Aug. 20 (Bloomberg) -- Cotton futures fell the most in 14 months as signs of improving crops in India and the U.S., the world’s two largest exporters, boosted prospects for global supply.
The Cotton Association of India said today that output will climb 4.6 percent in the 12 months starting Oct. 1 after timely rains boosted yields. As of Aug. 18, 46 percent of the U.S. crop was rated good to excellent, up from 41 percent a year earlier, Department of Agriculture data showed yesterday.
Concern that supplies would tighten as U.S. production declined helped spur a 19 percent rally this year through yesterday, boosting costs for apparel companies including Hanesbrands Inc. Cotton reached a five-month high on Aug. 16 after the U.S. government unexpectedly cut its forecast for domestic production by 3.3 percent. In Texas, the biggest U.S. grower, 35 percent of the crop got the best ratings last week, compared with 22 percent a year earlier, according to government figures yesterday.
“I was not expecting this, and I do not believe that much of the trade was either” after drought ravaged Texas in the past three years, Louis W. Rose, an industry consultant in Memphis, Tennessee, said in an e-mail. The rating “is significant because of the large area planted,” he said.
On ICE Futures U.S. in New York, cotton for December delivery fell by the exchange limit of 4 cents to settle at 88.86 cents a pound at 2:46 p.m. The 4.3 percent drop was the biggest for a most-active contract since June 21, 2012. Trading was 61 percent above the average in the past 30 days, according to data compiled by Bloomberg.
India’s output may climb to 37.2 million bales from 35.58 million a year earlier, the cotton association said. A bale in the country weighs 170 kilograms, or 375 pounds.
India’s estimate “is negative, if not bearish,” Sharon Johnson, a senior market specialist at KCG Futures in Roswell, Georgia, said in a telephone interview. The price slump accelerated after futures dropped below 90.5 cents, she said.
The 14-day relative-strength index was above 70 in the previous five sessions, a signal to some traders that the price may be poised to fall. Hedge funds and other large speculators increased bullish wagers by 25 percent to 79,292 futures and options contracts in the week ended Aug. 13, government data showed on Aug. 16. That marked the highest since September 2010.

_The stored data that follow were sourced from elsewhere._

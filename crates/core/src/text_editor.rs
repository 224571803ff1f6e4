use chardetng::EncodingDetector;
use encoding_rs::{Encoding, UTF_16BE, UTF_16LE, UTF_8};
use hellforge_project::{PathEntry, ResourceError};
use serde::{Deserialize, Serialize};

use crate::editor::{Editor, EditorBase, EditorContext};

const DEFAULT_SIZE: (f32, f32) = (400.0, 300.0);
/// 表格檢視最多顯示的欄數。 / Widest table the table view shows.
pub const MAX_TABLE_COLUMNS: usize = 64;

/// 文字編輯器的檢視狀態。 / View state of the text editor.
#[derive(Debug, Clone, Default, PartialEq, Serialize, Deserialize)]
#[serde(rename_all = "camelCase")]
pub struct TextViewState {
    #[serde(default)]
    pub cursor: usize,
    #[serde(default)]
    pub scroll: f32,
    /// 顯示原始文字而非表格。 / Show the raw text even when the content is tabular.
    #[serde(default)]
    pub raw_view: bool,
}

/// 以 Tab 分隔的表格。 / Tab-separated table detected from the first line.
#[derive(Debug, Clone, PartialEq, Eq)]
pub struct TextTable {
    pub header: Vec<String>,
    pub rows: Vec<Vec<String>>,
}

impl TextTable {
    /// 第一行含 Tab 時解析為表格。 / Parses the text as a table when its first line holds a tab.
    pub fn detect(text: &str) -> Option<Self> {
        let mut lines = text.split('\n');
        let first = lines.next()?;
        if !first.contains('\t') {
            return None;
        }

        let mut header: Vec<String> = first.split('\t').map(str::to_string).collect();
        if header.len() > MAX_TABLE_COLUMNS {
            log::warn!("table is wider than {MAX_TABLE_COLUMNS} columns; extra columns are hidden");
            header.truncate(MAX_TABLE_COLUMNS);
        }
        let rows = lines
            .map(|line| line.split('\t').map(str::to_string).collect())
            .collect();
        Some(Self { header, rows })
    }

    pub fn columns(&self) -> usize {
        self.header.len()
    }
}

/// 解碼後的文字與其原始編碼。 / Decoded text plus the encoding it was read with.
struct DecodedText {
    text: String,
    encoding: &'static Encoding,
    has_bom: bool,
}

/// 依 BOM、UTF-8 檢查與 chardetng 偵測解碼。 / Decodes by BOM, then strict UTF-8, then a chardetng guess.
fn decode_text(bytes: &[u8]) -> DecodedText {
    if let Some((encoding, bom_len)) = Encoding::for_bom(bytes) {
        let (text, _) = encoding.decode_without_bom_handling(&bytes[bom_len..]);
        return DecodedText {
            text: text.into_owned(),
            encoding,
            has_bom: true,
        };
    }

    if let Ok(text) = std::str::from_utf8(bytes) {
        return DecodedText {
            text: text.to_owned(),
            encoding: UTF_8,
            has_bom: false,
        };
    }

    let mut detector = EncodingDetector::new();
    detector.feed(bytes, true);
    let encoding = detector.guess(None, true);
    let (text, had_errors) = encoding.decode_without_bom_handling(bytes);
    if had_errors {
        log::warn!("text is not valid {}; undecodable bytes were replaced", encoding.name());
    }
    DecodedText {
        text: text.into_owned(),
        encoding,
        has_bom: false,
    }
}

/// 以原編碼寫回文字。 / Encodes text back into the encoding it was read with.
fn encode_text(text: &str, encoding: &'static Encoding, has_bom: bool) -> Vec<u8> {
    let mut out = Vec::with_capacity(text.len() + 3);
    if encoding == UTF_16LE || encoding == UTF_16BE {
        let big_endian = encoding == UTF_16BE;
        if has_bom {
            out.extend_from_slice(if big_endian { b"\xFE\xFF" } else { b"\xFF\xFE" });
        }
        for unit in text.encode_utf16() {
            let pair = if big_endian {
                unit.to_be_bytes()
            } else {
                unit.to_le_bytes()
            };
            out.extend_from_slice(&pair);
        }
        return out;
    }

    if has_bom && encoding == UTF_8 {
        out.extend_from_slice(b"\xEF\xBB\xBF");
    }
    let (bytes, _, had_errors) = encoding.encode(text);
    if had_errors {
        log::warn!("some characters cannot be represented in {}", encoding.name());
    }
    out.extend_from_slice(&bytes);
    out
}

/// 文字編輯器。 / Plain text editor; tab-separated files get a table view.
///
/// Until the text is edited the bytes read from disk are saved back as-is.
#[derive(Debug, Clone)]
pub struct TextEditor {
    base: EditorBase,
    text: String,
    table: Option<TextTable>,
    encoding: &'static Encoding,
    has_bom: bool,
    original: Option<Vec<u8>>,
}

impl TextEditor {
    /// 建構函式，供編輯器註冊表使用。 / Constructor registered for text files.
    pub fn create(
        ctx: &mut EditorContext<'_>,
        path: PathEntry,
        state: &[u8],
        data: Vec<u8>,
    ) -> Result<Box<dyn Editor>, ResourceError> {
        let editor = Self::new(path, ctx.position, data);

        let view = if state.is_empty() {
            TextViewState::default()
        } else {
            serde_json::from_slice(state).unwrap_or_else(|err| {
                log::warn!("discarding view state of {}: {err}", editor.base.path.full_path);
                TextViewState::default()
            })
        };
        ctx.views.insert(&editor.id(), view);

        Ok(Box::new(editor))
    }

    pub fn new(path: PathEntry, position: (f32, f32), data: Vec<u8>) -> Self {
        let DecodedText {
            text,
            encoding,
            has_bom,
        } = decode_text(&data);
        let table = TextTable::detect(&text);
        let mut base = EditorBase::new(path, position);
        base.window.set_size(DEFAULT_SIZE.0, DEFAULT_SIZE.1);
        Self {
            base,
            text,
            table,
            encoding,
            has_bom,
            original: Some(data),
        }
    }

    pub fn text(&self) -> &str {
        &self.text
    }

    pub fn set_text(&mut self, text: impl Into<String>) {
        self.text = text.into();
        self.table = TextTable::detect(&self.text);
        self.original = None;
    }

    /// 檔案的編碼名稱。 / Name of the encoding the file was read with.
    pub fn encoding(&self) -> &'static str {
        self.encoding.name()
    }

    pub fn table(&self) -> Option<&TextTable> {
        self.table.as_ref()
    }
}

impl Editor for TextEditor {
    fn base(&self) -> &EditorBase {
        &self.base
    }

    fn base_mut(&mut self) -> &mut EditorBase {
        &mut self.base
    }

    fn generate_save_data(&self) -> Option<Vec<u8>> {
        match &self.original {
            Some(bytes) => Some(bytes.clone()),
            None => Some(encode_text(&self.text, self.encoding, self.has_bom)),
        }
    }
}

#[cfg(test)]
mod tests {
    use super::*;

    #[test]
    fn detects_tab_separated_tables() {
        let table = TextTable::detect("Name\tLevel\nzombie\t1\nskeleton\t2").unwrap();
        assert_eq!(table.header, vec!["Name", "Level"]);
        assert_eq!(table.rows.len(), 2);
        assert_eq!(table.rows[1], vec!["skeleton", "2"]);

        assert!(TextTable::detect("plain text\nwith\ttab later").is_none());
        assert!(TextTable::detect("").is_none());
    }

    #[test]
    fn wide_tables_are_capped() {
        let header = vec!["c"; MAX_TABLE_COLUMNS + 10].join("\t");
        let table = TextTable::detect(&header).unwrap();
        assert_eq!(table.columns(), MAX_TABLE_COLUMNS);
    }

    #[test]
    fn editing_updates_save_data_and_table() {
        let path = PathEntry::project("a.txt", "/p/content/a.txt", false);
        let mut editor = TextEditor::new(path, (320.0, 30.0), b"hello".to_vec());
        assert!(editor.table().is_none());
        assert_eq!(editor.base().window.size(), DEFAULT_SIZE);

        editor.set_text("a\tb\n1\t2");
        assert_eq!(editor.generate_save_data().unwrap(), b"a\tb\n1\t2");
        assert_eq!(editor.table().unwrap().columns(), 2);
        assert_eq!(editor.title(), "a.txt##1__/p/content/a.txt");
    }

    #[test]
    fn legacy_encoded_text_round_trips() {
        let data = b"Name\tLevel\nGol\xe9m\t1\nCaf\xe9 cr\xe8me\t2\n".to_vec();
        let path = PathEntry::project("monsters.txt", "/p/content/monsters.txt", false);
        let mut editor = TextEditor::new(path, (0.0, 0.0), data.clone());

        assert_ne!(editor.encoding(), "UTF-8");
        assert!(editor.text().contains("Gol\u{e9}m"));
        assert_eq!(editor.generate_save_data().unwrap(), data);

        editor.set_text("Name\tLevel\nGol\u{e9}m\t3\n");
        let saved = editor.generate_save_data().unwrap();
        assert!(saved.contains(&0xe9));
        assert!(!saved.contains(&0xc3));
    }

    #[test]
    fn teardown_evicts_view_state() {
        let config = hellforge_settings::Config::default();
        let mut views = crate::view_state::ViewStateStore::new();
        let mut ctx = EditorContext {
            config: &config,
            project: None,
            views: &mut views,
            position: (0.0, 0.0),
        };
        let path = PathEntry::project("a.txt", "/p/content/a.txt", false);
        let mut editor = TextEditor::create(&mut ctx, path, b"{\"cursor\":2}", b"hi".to_vec())
            .unwrap();
        let id = editor.id();
        assert_eq!(views.get::<TextViewState>(&id).unwrap().cursor, 2);

        editor.show();
        editor.teardown(&mut views);
        assert!(!editor.is_visible());
        assert!(!views.contains(&id));
    }

    #[test]
    fn bom_is_kept_when_re_encoding() {
        let path = PathEntry::project("a.txt", "/p/content/a.txt", false);
        let mut editor = TextEditor::new(path, (0.0, 0.0), b"\xEF\xBB\xBFhi".to_vec());
        assert_eq!(editor.text(), "hi");

        editor.set_text("ho");
        assert_eq!(editor.generate_save_data().unwrap(), b"\xEF\xBB\xBFho");
    }
}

“In the last couple of days, we saw the RSI giving us some warning signs,” Peter Egli, a Chicago-based director of risk management at Plexus Cotton Ltd., said in a telephone interview. “A lot of this advance was sponsored by specs buying, and these guys trade according to technicals. And if you look at momentum oscillators, it gave some ‘sell’ signals, and I think some of them took profit.”
On Aug. 16, the price reached 93.72 cents, the highest since March 15. Cotton rally this year was the biggest among 24 raw materials in the Standard & Poor’s GSCI Spot Index. Today’s drop led the gauge lower.
Cotton’s rally probably limited the appeal of U.S. exports, John Flanagan, the president of Flanagan Trading Corp. in Fuquay-Varina, North Carolina, said in an e-mail. “Above 90 cents, export sales declined in the past and are likely to decline now.”
In the week ended Aug. 8, U.S. export sales of upland cotton slumped 53 percent from a week earlier, government data showed.
On Aug. 12, the USDA said the nation’s harvest will be 13.05 million bales this year, down from 13.5 million forecast last month and the smallest in four years. Analysts expected 13.69 million. A bale weighs 480 pounds, or 218 kilograms.
The agency also said that global production in the 12 months that started Aug. 1 will be 116.38 million bales, down from 118.02 million forecast in July. World consumption was estimated to rise 2.3 percent to 109.85 million bales.